### TRY IT
Search the records for lines with the word "Option" and copy each match.

——————

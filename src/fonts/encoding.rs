//! Single-byte text encodings and glyph names

/// Unicode values for WinAnsi codes 0x80..=0x9F (0 = undefined)
const WIN_ANSI_HIGH: [u16; 32] = [
    0x20AC, 0, 0x201A, 0x0192, 0x201E, 0x2026, 0x2020, 0x2021,
    0x02C6, 0x2030, 0x0160, 0x2039, 0x0152, 0, 0x017D, 0,
    0, 0x2018, 0x2019, 0x201C, 0x201D, 0x2022, 0x2013, 0x2014,
    0x02DC, 0x2122, 0x0161, 0x203A, 0x0153, 0, 0x017E, 0x0178,
];

/// Decode a WinAnsiEncoding byte
pub fn win_ansi_to_unicode(code: u8) -> Option<char> {
    match code {
        0x80..=0x9F => match WIN_ANSI_HIGH[(code - 0x80) as usize] {
            0 => None,
            u => char::from_u32(u as u32),
        },
        0x20..=0x7E | 0xA0..=0xFF => Some(code as char),
        _ => None,
    }
}

/// Encode a character as a WinAnsiEncoding byte, if representable
pub fn unicode_to_win_ansi(ch: char) -> Option<u8> {
    let u = ch as u32;
    match u {
        0x20..=0x7E | 0xA0..=0xFF => Some(u as u8),
        _ => WIN_ANSI_HIGH
            .iter()
            .position(|&v| v != 0 && v as u32 == u)
            .map(|i| 0x80 + i as u8),
    }
}

/// Map an Adobe glyph name to its Unicode text
///
/// Covers the names WinAnsi fonts use in `/Differences` arrays, ligatures,
/// and the `uniXXXX` / `uXXXXX` forms.
pub fn glyph_name_to_unicode(name: &str) -> Option<String> {
    if let Some(hex) = name.strip_prefix("uni") {
        if hex.len() >= 4 && hex.len() % 4 == 0 {
            let mut out = String::new();
            for chunk in hex.as_bytes().chunks(4) {
                let s = std::str::from_utf8(chunk).ok()?;
                let u = u32::from_str_radix(s, 16).ok()?;
                out.push(char::from_u32(u)?);
            }
            return Some(out);
        }
    }
    if let Some(hex) = name.strip_prefix('u') {
        if (4..=6).contains(&hex.len()) {
            if let Ok(u) = u32::from_str_radix(hex, 16) {
                return char::from_u32(u).map(String::from);
            }
        }
    }

    // Single letters name themselves
    if name.len() == 1 && name.as_bytes()[0].is_ascii_alphabetic() {
        return Some(name.to_string());
    }

    let text = match name {
        "space" | "nbspace" => " ",
        "exclam" => "!",
        "quotedbl" => "\"",
        "numbersign" => "#",
        "dollar" => "$",
        "percent" => "%",
        "ampersand" => "&",
        "quotesingle" => "'",
        "parenleft" => "(",
        "parenright" => ")",
        "asterisk" => "*",
        "plus" => "+",
        "comma" => ",",
        "hyphen" | "sfthyphen" => "-",
        "period" => ".",
        "slash" => "/",
        "zero" => "0",
        "one" => "1",
        "two" => "2",
        "three" => "3",
        "four" => "4",
        "five" => "5",
        "six" => "6",
        "seven" => "7",
        "eight" => "8",
        "nine" => "9",
        "colon" => ":",
        "semicolon" => ";",
        "less" => "<",
        "equal" => "=",
        "greater" => ">",
        "question" => "?",
        "at" => "@",
        "bracketleft" => "[",
        "backslash" => "\\",
        "bracketright" => "]",
        "asciicircum" => "^",
        "underscore" => "_",
        "grave" => "`",
        "braceleft" => "{",
        "bar" => "|",
        "braceright" => "}",
        "asciitilde" => "~",
        "quoteleft" => "\u{2018}",
        "quoteright" => "\u{2019}",
        "quotedblleft" => "\u{201C}",
        "quotedblright" => "\u{201D}",
        "quotesinglbase" => "\u{201A}",
        "quotedblbase" => "\u{201E}",
        "endash" => "\u{2013}",
        "emdash" => "\u{2014}",
        "bullet" => "\u{2022}",
        "ellipsis" => "\u{2026}",
        "dagger" => "\u{2020}",
        "daggerdbl" => "\u{2021}",
        "perthousand" => "\u{2030}",
        "trademark" => "\u{2122}",
        "minus" => "\u{2212}",
        "fi" => "fi",
        "fl" => "fl",
        "ff" => "ff",
        "ffi" => "ffi",
        "ffl" => "ffl",
        "copyright" => "\u{A9}",
        "registered" => "\u{AE}",
        "degree" => "\u{B0}",
        "section" => "\u{A7}",
        "paragraph" => "\u{B6}",
        "periodcentered" => "\u{B7}",
        "germandbls" => "\u{DF}",
        "multiply" => "\u{D7}",
        "divide" => "\u{F7}",
        "plusminus" => "\u{B1}",
        "mu" => "\u{B5}",
        "eacute" => "\u{E9}",
        "egrave" => "\u{E8}",
        "aacute" => "\u{E1}",
        "agrave" => "\u{E0}",
        "udieresis" => "\u{FC}",
        "odieresis" => "\u{F6}",
        "adieresis" => "\u{E4}",
        "ccedilla" => "\u{E7}",
        "Euro" => "\u{20AC}",
        _ => return None,
    };
    Some(text.to_string())
}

——————

### YOUR RESPONSE
pub fn win_ansi_to_unicode(code: u8) -> Option<char> {
pub fn unicode_to_win_ansi(ch: char) -> Option<u8> {
pub fn glyph_name_to_unicode(name: &str) -> Option<String> {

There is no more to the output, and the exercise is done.